#### PROBLEM
Nothing outside the stretch is wanted. Repeat exactly the lines of the listing below from the one that contains "starting the server." through the one that contains "#[allow(clippy::future_not_send)]", both ends included.

>>>

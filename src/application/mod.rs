//! Application layer: action log, replay and the hierarchy service
//!
//! This layer orchestrates the forest and depends on I/O boundary traits.

pub mod action_log;
pub mod error;
pub mod error_ext;
pub mod replay;
pub mod services;

pub use action_log::{parse_log, Action, ActionLog, ParseActionError};
pub use error::{ApplicationError, ApplicationResult};
pub use error_ext::IoResultExt;
pub use replay::{apply, replay, ReplayReport};
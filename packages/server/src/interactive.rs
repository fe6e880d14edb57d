//! Interactive mode for the server.
//!
//! Prompts the user for bind address and port before starting the server.

use dialoguer::{Confirm, Input};

use crate::ServerConfig;

/// Runs the server in interactive mode, prompting for configuration.
///
/// Starts from [`ServerConfig::from_env`] and lets the user override the
/// bind address and port before delegating to [`super::run_server`].
///
/// # Errors
///
/// Returns an `std::io::Result` error if the underlying server fails to
/// start.
#[allow(clippy::future_not_send)]
pub async fn run() -> std::io::Result<()> {
    println!("Oslo Market Map Server");
    println!();

    let defaults = ServerConfig::from_env();

    let bind_addr: String = Input::new()
        .with_prompt("Bind address")
        .default(defaults.bind_addr.clone())
        .interact_text()
        .unwrap_or_else(|_| defaults.bind_addr.clone());

    let port: u16 = Input::new()
        .with_prompt("Port")
        .default(defaults.port)
        .interact_text()
        .unwrap_or(defaults.port);

    if !Confirm::new()
        .with_prompt(format!("Start server on {bind_addr}:{port}?"))
        .default(true)
        .interact()
        .unwrap_or(true)
    {
        println!("Cancelled.");
        return Ok(());
    }

    super::run_server(ServerConfig {
        bind_addr,
        port,
        ..defaults
    })
    .await
}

<<<

#### TASK ANSWER
//! Prompts the user for bind address and port before starting the server.

use dialoguer::{Confirm, Input};

use crate::ServerConfig;

/// Runs the server in interactive mode, prompting for configuration.
///
/// Starts from [`ServerConfig::from_env`] and lets the user override the
/// bind address and port before delegating to [`super::run_server`].
///
/// # Errors
///
/// Returns an `std::io::Result` error if the underlying server fails to
/// start.
#[allow(clippy::future_not_send)]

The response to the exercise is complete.